TASK ITEM:
Look below for the line that contains "f.render_widget(empty, area);", then copy it and each following line exactly, through and including the line that contains "fn sample_orders() ->".

[RECORD EXTRACTS — start]

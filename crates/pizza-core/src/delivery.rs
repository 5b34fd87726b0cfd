//! Delivery method (Pickup vs Home Delivery).

use std::fmt;
use std::str::FromStr;

use serde::{Deserialize, Serialize};

use crate::error::CoreError;

/// Serialized as its label; deserialized through [`FromStr`], so JSON,
/// config files and command lines accept the same spellings.
#[derive(Debug, Copy, Clone, PartialEq, Eq, Hash, Default, Serialize, Deserialize)]
#[serde(try_from = "String")]
pub enum Delivery {
    #[default]
    Pickup,
    #[serde(rename = "Home Delivery")]
    HomeDelivery,
}

impl Delivery {
    pub const ALL: [Delivery; 2] = [Delivery::Pickup, Delivery::HomeDelivery];

    pub fn as_str(self) -> &'static str {
        match self {
            Delivery::Pickup => "Pickup",
            Delivery::HomeDelivery => "Home Delivery",
        }
    }

    /// The other delivery method; there are only two.
    pub fn toggle(self) -> Self {
        match self {
            Delivery::Pickup => Delivery::HomeDelivery,
            Delivery::HomeDelivery => Delivery::Pickup,
        }
    }
}

impl fmt::Display for Delivery {
    fn fmt(&self, f: &mut fmt::Formatter<'_>) -> fmt::Result {
        f.write_str(self.as_str())
    }
}

impl FromStr for Delivery {
    type Err = CoreError;

    /// Accepts `"Pickup"`, `"Home Delivery"` and `"HomeDelivery"`, ignoring case.
    fn from_str(s: &str) -> Result<Self, Self::Err> {
        let trimmed = s.trim();
        let squashed: String = trimmed.split_whitespace().collect();
        Delivery::ALL
            .into_iter()
            .find(|delivery| delivery.as_str().replace(' ', "").eq_ignore_ascii_case(&squashed))
            .ok_or_else(|| CoreError::UnknownDelivery(trimmed.to_string()))
    }
}

impl TryFrom<String> for Delivery {
    type Error = CoreError;

    fn try_from(s: String) -> Result<Self, Self::Error> {
        s.parse()
    }
}
// crates/pizza-terminal/src/components/order_list.rs

use chrono::Local;
use ratatui::{
    layout::{Alignment, Constraint, Rect},
    style::{Color, Modifier, Style},
    widgets::{Block, Borders, Cell, Paragraph, Row, Table, TableState},
    Frame,
};

use crate::app::{App, Panel};

pub fn draw_order_list(f: &mut Frame, area: Rect, app: &App) {
    let focused = app.current_panel == Panel::Orders;
    let orders = app.orders();

    let block = Block::default()
        .title(format!(" Pending Orders ({}) ", orders.len()))
        .borders(Borders::ALL)
        .border_style(Style::default().fg(if focused { Color::Yellow } else { Color::White }));

    if orders.is_empty() {
        let empty = Paragraph::new("No orders yet. Build one and press [A].")
            .style(Style::default().fg(Color::Gray))
            .alignment(Alignment::Center)
            .block(block);
        f.render_widget(empty, area);
        return;
    }

    let header = Row::new(vec!["#", "Time", "Order"])
        .style(Style::default().fg(Color::Gray).add_modifier(Modifier::BOLD));

    let rows: Vec<Row> = orders.iter().enumerate().map(|(i, order)| {
        Row::new(vec![
            Cell::from(format!("Order {}", i + 1)).style(Style::default().add_modifier(Modifier::BOLD)),
            Cell::from(order.created_at().with_timezone(&Local).format("%H:%M:%S").to_string())
                .style(Style::default().fg(Color::Gray)),
            Cell::from(order.to_string()),
        ])
    }).collect();

    let widths = [
        Constraint::Length(9),   // Order N
        Constraint::Length(9),   // Time
        Constraint::Min(20),     // Summary
    ];

    let highlight = if focused {
        Style::default().bg(Color::DarkGray)
    } else {
        Style::default()
    };

    let table = Table::new(rows, widths)
        .header(header)
        .block(block)
        .highlight_style(highlight);

    // Selected even when unfocused so the list keeps its scroll position.
    let mut state = TableState::default();
    state.select(Some(app.selected_order_index));

    f.render_stateful_widget(table, area, &mut state);
}
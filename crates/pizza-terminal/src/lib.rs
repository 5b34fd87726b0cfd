//! pizza-terminal
//!
//! Terminal front end for the order desk:
//! - [`app`]: form and order-list state, key handling
//! - [`ui`] / [`components`]: ratatui rendering
//! - [`script`]: headless command-script replay
//! - [`config`]: menu and form defaults

pub mod app;
pub mod components;
pub mod config;
pub mod script;
pub mod ui;
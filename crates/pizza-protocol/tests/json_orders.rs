// crates/pizza-protocol/tests/json_orders.rs
use chrono::{Duration, TimeZone, Utc};
use pizza_core::{Delivery, Order, OrderBuilder, Size};
use pizza_protocol::{decode_orders, encode_orders, ProtocolError};

fn sample_orders() -> Vec<Order> {
    let at = Utc.with_ymd_and_hms(2026, 10, 14, 9, 30, 0).unwrap() + Duration::milliseconds(250);
    vec![
        OrderBuilder::new()
            .set_size(Size::Large)
            .add_topping("Cheese")
            .add_topping("Olives")
            .add_addon("Extra Cheese")
            .set_delivery(Delivery::HomeDelivery)
            .build_at(at),
        OrderBuilder::new().build_at(at + Duration::seconds(5)),
    ]
}

#[test]
fn empty_list_encodes_as_an_empty_array() {
    assert_eq!(encode_orders(&[]).unwrap(), "[]");
}

#[test]
fn encoded_orders_carry_every_field() {
    let text = encode_orders(&sample_orders()).unwrap();
    let value: serde_json::Value = serde_json::from_str(&text).unwrap();

    assert_eq!(
        value[0],
        serde_json::json!({
            "size": "Large",
            "toppings": ["Cheese", "Olives"],
            "addons": ["Extra Cheese"],
            "delivery": "Home Delivery",
            "createdAt": "2026-10-14T09:30:00.250Z",
        })
    );
    assert_eq!(value[1]["size"], "Medium");
    assert_eq!(value[1]["delivery"], "Pickup");
    assert_eq!(value[1]["createdAt"], "2026-10-14T09:30:05.250Z");
}

#[test]
fn encoding_is_pretty_printed_with_two_space_indent() {
    let text = encode_orders(&sample_orders()).unwrap();
    let lines: Vec<&str> = text.lines().collect();

    assert_eq!(lines[0], "[");
    assert_eq!(lines[1], "  {");
    assert_eq!(lines[2], "    \"size\": \"Large\",");
    assert_eq!(*lines.last().unwrap(), "]");
}

#[test]
fn decoding_restores_the_encoded_orders() {
    let orders = sample_orders();
    let text = encode_orders(&orders).unwrap();
    assert_eq!(decode_orders(&text).unwrap(), orders);
}

#[test]
fn decoding_rejects_sizes_outside_the_menu() {
    let text = r#"[{"size":"Jumbo","toppings":[],"addons":[],"delivery":"Pickup","createdAt":"2026-10-14T09:30:00.000Z"}]"#;
    assert!(matches!(decode_orders(text), Err(ProtocolError::Json(_))));
}

#[test]
fn decoding_rejects_bad_timestamps() {
    let text = r#"[{"size":"Small","toppings":[],"addons":[],"delivery":"Pickup","createdAt":"yesterday"}]"#;
    assert!(decode_orders(text).is_err());
}
// crates/pizza-terminal/src/components/status_bar.rs

use ratatui::{
    layout::{Alignment, Rect},
    style::{Color, Modifier, Style},
    text::{Line, Span},
    widgets::{Block, Borders, Paragraph},
    Frame,
};

use crate::app::{App, NoticeLevel};

pub fn draw_status_bar(f: &mut Frame, area: Rect, app: &App) {
    let (msg, style) = match &app.notice {
        Some(notice) => {
            let color = match notice.level {
                NoticeLevel::Info => Color::Green,
                NoticeLevel::Warning => Color::Yellow,
            };
            let line = Line::from(vec![
                Span::styled(notice.text.as_str(), Style::default().fg(color).add_modifier(Modifier::BOLD)),
                Span::styled("  [Esc] dismiss", Style::default().fg(Color::Gray)),
            ]);
            (line, Style::default().fg(color))
        }
        None => {
            let shortcuts = vec![
                Span::styled("[A]", Style::default().fg(Color::Green).add_modifier(Modifier::BOLD)),
                Span::raw("dd "),
                Span::styled("[R]", Style::default().fg(Color::Yellow)),
                Span::raw("eset "),
                Span::styled("[D]", Style::default().fg(Color::Red)),
                Span::raw("elete "),
                Span::styled("[P]", Style::default().fg(Color::Green).add_modifier(Modifier::BOLD)),
                Span::raw("lace all "),
                Span::styled("[J]", Style::default().fg(Color::Cyan)),
                Span::raw("SON "),
                Span::styled("[Q]", Style::default().fg(Color::Gray)),
                Span::raw("uit"),
            ];
            (Line::from(shortcuts), Style::default())
        }
    };

    let status_block = Block::default()
        .borders(Borders::ALL)
        .border_style(style);

    let paragraph = Paragraph::new(msg)
        .block(status_block)
        .alignment(Alignment::Center);

    f.render_widget(paragraph, area);
}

[RECORD EXTRACTS — finish]

ANSWER BOX:
        f.render_widget(empty, area);
        return;
    }

    let header = Row::new(vec!["#", "Time", "Order"])
        .style(Style::default().fg(Color::Gray).add_modifier(Modifier::BOLD));

    let rows: Vec<Row> = orders.iter().enumerate().map(|(i, order)| {
        Row::new(vec![
            Cell::from(format!("Order {}", i + 1)).style(Style::default().add_modifier(Modifier::BOLD)),
            Cell::from(order.created_at().with_timezone(&Local).format("%H:%M:%S").to_string())
                .style(Style::default().fg(Color::Gray)),
            Cell::from(order.to_string()),
        ])
    }).collect();

    let widths = [
        Constraint::Length(9),   // Order N
        Constraint::Length(9),   // Time
        Constraint::Min(20),     // Summary
    ];

    let highlight = if focused {
        Style::default().bg(Color::DarkGray)
    } else {
        Style::default()
    };

    let table = Table::new(rows, widths)
        .header(header)
        .block(block)
        .highlight_style(highlight);

    // Selected even when unfocused so the list keeps its scroll position.
    let mut state = TableState::default();
    state.select(Some(app.selected_order_index));

    f.render_stateful_widget(table, area, &mut state);
}
filename crates/pizza-terminal/src/lib.rs
repository 5b34fd87726b0cfd
//! pizza-terminal
//!
//! Terminal front end for the order desk:
//! - [`app`]: form and order-list state, key handling
//! - [`ui`] / [`components`]: ratatui rendering
//! - [`script`]: headless command-script replay
//! - [`config`]: menu and form defaults

pub mod app;
pub mod components;
pub mod config;
pub mod script;
pub mod ui;
filename crates/pizza-protocol/tests/json_orders.rs
// crates/pizza-protocol/tests/json_orders.rs
use chrono::{Duration, TimeZone, Utc};
use pizza_core::{Delivery, Order, OrderBuilder, Size};
use pizza_protocol::{decode_orders, encode_orders, ProtocolError};

fn sample_orders() -> Vec<Order> {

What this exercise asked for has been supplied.